Paucisintomatici, alveoli polmonari e zoonosi. E poi guanti, mascherine, casa e bambini. Quali sono le parole che più hanno segnato questa lunga pandemia? Quali termini hanno scandito il tempo degli italiani tra bollettini quotidiani, panificazione estrema e intensa paura? Si è posta questa domanda anche la sociolinguista Vera Gheno che ha chiesto ai suoi follower su Facebook di indicare tre parole legate alla quarantena. «Frequento molto i social per piacere personale e per lavoro. Mi sono resa conto che da un lato c’era una narrazione mediatica, pubblica della pandemia, dall’altro un racconto privato. Mi sarebbe spiaciuto che quegli aspetti, fatti di bricolage, panificazione, mascherine fatte in casa, fossero andati persi. Nella narrazione storica degli eventi, la gente comune non c’è mai: c’è la folla, ma non sappiamo gli effetti dei momenti epocali sulle persone», spiega Gheno, che ha raccolto le risposte in «Parole contro la paura – Istantanee dall’isolamento» (ed. Longanesi).  
 



E così da Attesa si arriva a Zombie, passando da Distanza a Yoga, in un alfabeto nato per ricordare gli aspetti meno evidenti, più intimi di questa crisi: «Non sapevo bene cosa sarebbe venuto fuori. Sono emersi concetti astratti, come ansia, insieme a piccole cose: guanti, bambini, lievito, farina, – sottolinea l’autrice. – Ci si potrebbe aspettare una narrazione molto negativa, invece già un mese fa erano presenti parole positive improntate alla riapertura, in una sorta di ricerca della fine del tunnel quando nel tunnel eravamo ancora dentro». E così la fase 1 diventa «emergenza, casa, mascherina, guanti e paura», mentre il mondo della fase 2 può essere riassunto da «bambini, opportunità, umanità, resistenza e tempo». Proprio la capacità di vivere il tempo è legata all’uso della parola: «Diversamente dagli animali, costretti in una sorta di eterno presente, grazie al linguaggio, noi esseri umani abbiamo una parte di noi parte proiettata al passato e un altro pezzo teso verso il futuro. Ecco perché in questo momento credo sia importante darci il tempo di uscire, anche mentalmente, da questa situazione: ci siamo adattati, ora ci serve il tempo per ricominciare». Parole comuni da un lato e termini tecnici dall’altro: come possono coesistere? «Io penso che sia importante conoscere anche il lessico istituzionale: dare il nome giusto alle cose è un modo per gestire la complessità della realtà, sapere cosa significa “persona paucisintomatica” può contribuire ad avere meno paura», rileva Vera Gheno.  Cosa resterà di tutto questo negli anni a venire?
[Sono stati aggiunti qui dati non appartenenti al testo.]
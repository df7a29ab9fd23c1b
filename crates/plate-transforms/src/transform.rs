use std::collections::BTreeMap;
use std::sync::Arc;

use serde::{Deserialize, Serialize};
use serde_json::Value;

use crate::core::{Attrs, Document, Mark, Marks, Node};
use crate::error::TransformError;
use crate::ops::{Step, StepMap};
use crate::schema::Schema;

pub const META_DRY_RUN: &str = "dryrun";

#[derive(Debug, Clone, Copy, PartialEq, Eq, Serialize, Deserialize)]
pub struct SelectionRange {
    pub from: usize,
    pub to: usize,
}

impl SelectionRange {
    pub fn new(from: usize, to: usize) -> Self {
        Self {
            from: from.min(to),
            to: from.max(to),
        }
    }
}

#[derive(Debug, Clone, PartialEq, Eq, Serialize, Deserialize)]
#[serde(tag = "type", rename_all = "snake_case")]
pub enum Selection {
    Text { anchor: usize, head: usize },
    Cells { ranges: Vec<SelectionRange> },
}

impl Selection {
    pub fn cursor(pos: usize) -> Self {
        Selection::Text {
            anchor: pos,
            head: pos,
        }
    }

    pub fn text(anchor: usize, head: usize) -> Self {
        Selection::Text { anchor, head }
    }

    pub fn from(&self) -> usize {
        match self {
            Selection::Text { anchor, head } => (*anchor).min(*head),
            Selection::Cells { ranges } => ranges.iter().map(|r| r.from).min().unwrap_or(0),
        }
    }

    pub fn to(&self) -> usize {
        match self {
            Selection::Text { anchor, head } => (*anchor).max(*head),
            Selection::Cells { ranges } => ranges.iter().map(|r| r.to).max().unwrap_or(0),
        }
    }

    pub fn head(&self) -> usize {
        match self {
            Selection::Text { head, .. } => *head,
            Selection::Cells { .. } => self.to(),
        }
    }

    pub fn is_empty(&self) -> bool {
        self.ranges().iter().all(|r| r.from == r.to)
    }

    /// The collapsed text cursor, if this selection is one.
    pub fn cursor_pos(&self) -> Option<usize> {
        match self {
            Selection::Text { anchor, head } if anchor == head => Some(*head),
            _ => None,
        }
    }

    pub fn ranges(&self) -> Vec<SelectionRange> {
        match self {
            Selection::Text { anchor, head } => vec![SelectionRange::new(*anchor, *head)],
            Selection::Cells { ranges } => ranges.clone(),
        }
    }

    fn map(&self, map: &StepMap, size: usize) -> Self {
        match self {
            Selection::Text { anchor, head } => Selection::Text {
                anchor: map.map(*anchor).min(size),
                head: map.map(*head).min(size),
            },
            Selection::Cells { ranges } => Selection::Cells {
                ranges: ranges
                    .iter()
                    .map(|r| SelectionRange::new(map.map(r.from).min(size), map.map(r.to).min(size)))
                    .collect(),
            },
        }
    }
}

/// An edit log over a base document. Every edit consumes the transform and
/// returns the extended one.
#[derive(Debug, Clone)]
pub struct Transform {
    schema: Arc<Schema>,
    doc_before: Document,
    doc: Document,
    steps: Vec<Step>,
    selection: Option<Selection>,
    stored_marks: Option<Marks>,
    meta: BTreeMap<String, Value>,
    next_token: u64,
}

impl PartialEq for Transform {
    fn eq(&self, other: &Self) -> bool {
        Arc::ptr_eq(&self.schema, &other.schema)
            && self.doc_before == other.doc_before
            && self.doc == other.doc
            && self.steps == other.steps
            && self.selection == other.selection
            && self.stored_marks == other.stored_marks
            && self.meta == other.meta
    }
}

impl Transform {
    pub fn new(schema: Arc<Schema>, doc: Document) -> Self {
        Self {
            schema,
            doc_before: doc.clone(),
            doc,
            steps: Vec::new(),
            selection: None,
            stored_marks: None,
            meta: BTreeMap::new(),
            next_token: 1,
        }
    }

    pub fn with_selection(mut self, selection: Selection) -> Self {
        let size = self.doc.content_size();
        self.selection = Some(selection.map(&StepMap::identity(), size));
        self
    }

    pub fn schema(&self) -> &Schema {
        &self.schema
    }

    pub fn doc(&self) -> &Document {
        &self.doc
    }

    pub fn doc_before(&self) -> &Document {
        &self.doc_before
    }

    pub fn steps(&self) -> &[Step] {
        &self.steps
    }

    pub fn doc_changed(&self) -> bool {
        !self.steps.is_empty()
    }

    pub fn selection(&self) -> Option<&Selection> {
        self.selection.as_ref()
    }

    pub fn stored_marks(&self) -> Option<&Marks> {
        self.stored_marks.as_ref()
    }

    pub fn get_meta(&self, key: &str) -> Option<&Value> {
        self.meta.get(key)
    }

    pub fn set_meta(mut self, key: impl Into<String>, value: impl Into<Value>) -> Self {
        self.meta.insert(key.into(), value.into());
        self
    }

    pub fn is_dry_run(&self) -> bool {
        self.get_meta(META_DRY_RUN)
            .and_then(|v| v.as_bool())
            .unwrap_or(false)
    }

    pub fn issue_token(&mut self) -> u64 {
        let token = self.next_token;
        self.next_token += 1;
        token
    }

    pub fn set_selection(mut self, selection: Selection) -> Result<Self, TransformError> {
        let size = self.doc.content_size();
        if let Some(r) = selection.ranges().iter().find(|r| r.to > size) {
            return Err(TransformError::PositionOutOfRange { pos: r.to, size });
        }
        self.selection = Some(selection);
        Ok(self)
    }

    pub fn set_node_markup(
        self,
        pos: usize,
        kind: &str,
        attrs: Attrs,
        marks: Marks,
    ) -> Result<Self, TransformError> {
        if !self.schema.has_node(kind) {
            return Err(TransformError::UnknownNodeKind(kind.to_string()));
        }
        self.step(Step::SetNodeMarkup {
            pos,
            kind: kind.to_string(),
            attrs,
            marks,
        })
    }

    pub fn add_mark(self, from: usize, to: usize, mark: Mark) -> Result<Self, TransformError> {
        if !self.schema.has_mark(&mark.kind) {
            return Err(TransformError::UnknownMarkKind(mark.kind));
        }
        self.step(Step::AddMark { from, to, mark })
    }

    pub fn remove_mark(self, from: usize, to: usize, mark: &Mark) -> Result<Self, TransformError> {
        self.step(Step::RemoveMark {
            from,
            to,
            kind: mark.kind.clone(),
            attrs: Some(mark.attrs.clone()),
        })
    }

    pub fn remove_mark_kind(self, from: usize, to: usize, kind: &str) -> Result<Self, TransformError> {
        self.step(Step::RemoveMark {
            from,
            to,
            kind: kind.to_string(),
            attrs: None,
        })
    }

    pub fn add_stored_mark(mut self, mark: Mark) -> Self {
        let mut marks = self.current_stored_marks();
        marks.add(mark);
        self.stored_marks = Some(marks);
        self
    }

    pub fn remove_stored_mark(mut self, kind: &str) -> Self {
        let mut marks = self.current_stored_marks();
        marks.remove_kind(kind);
        self.stored_marks = Some(marks);
        self
    }

    pub fn delete(self, from: usize, to: usize) -> Result<Self, TransformError> {
        self.step(Step::Replace {
            from,
            to,
            nodes: Vec::new(),
        })
    }

    pub fn insert(self, pos: usize, nodes: Vec<Node>) -> Result<Self, TransformError> {
        self.step(Step::Replace {
            from: pos,
            to: pos,
            nodes,
        })
    }

    pub fn step(mut self, step: Step) -> Result<Self, TransformError> {
        let doc = step.apply(&self.doc, &self.schema)?;
        if doc == self.doc {
            return Ok(self);
        }
        let map = step.map();
        let size = doc.content_size();
        self.doc = doc;
        self.selection = self.selection.map(|sel| sel.map(&map, size));
        self.stored_marks = None;
        self.steps.push(step);
        Ok(self)
    }

    fn current_stored_marks(&self) -> Marks {
        if let Some(marks) = &self.stored_marks {
            return marks.clone();
        }
        self.selection
            .as_ref()
            .map(|sel| self.doc.marks_at(sel.head()))
            .unwrap_or_default()
    }
}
«Sicuramente il linguaggio ne terrà traccia: è già accaduto in passato per altri eventi epocali come l’11 Settembre.
La lingua può essere paragonata al tronco di un albero, con gli anelli di crescita. Così, fra qualche decennio, si potrà vedere nell’anello relativo a quest’anno un accumulo di termini medici. La lingua non può non tenere traccia di quanto accade nella realtà», conclude la sociolinguista, che aggiunge: «Ci siamo ritrovati tutti più di prima a comunicare online, ci siamo dovuti confrontare con la comunicazione mediata, cogliendone non solo i pericoli ma anche le potenzialità. Il mio auspicio è che si mantenga questa attenzione verso la centralità della parola: non avendo il nostro corpo dietro le cose che diciamo, come accade con l’interazione in presenza, ci siamo resi conto di quanto sia importante usare bene le parole».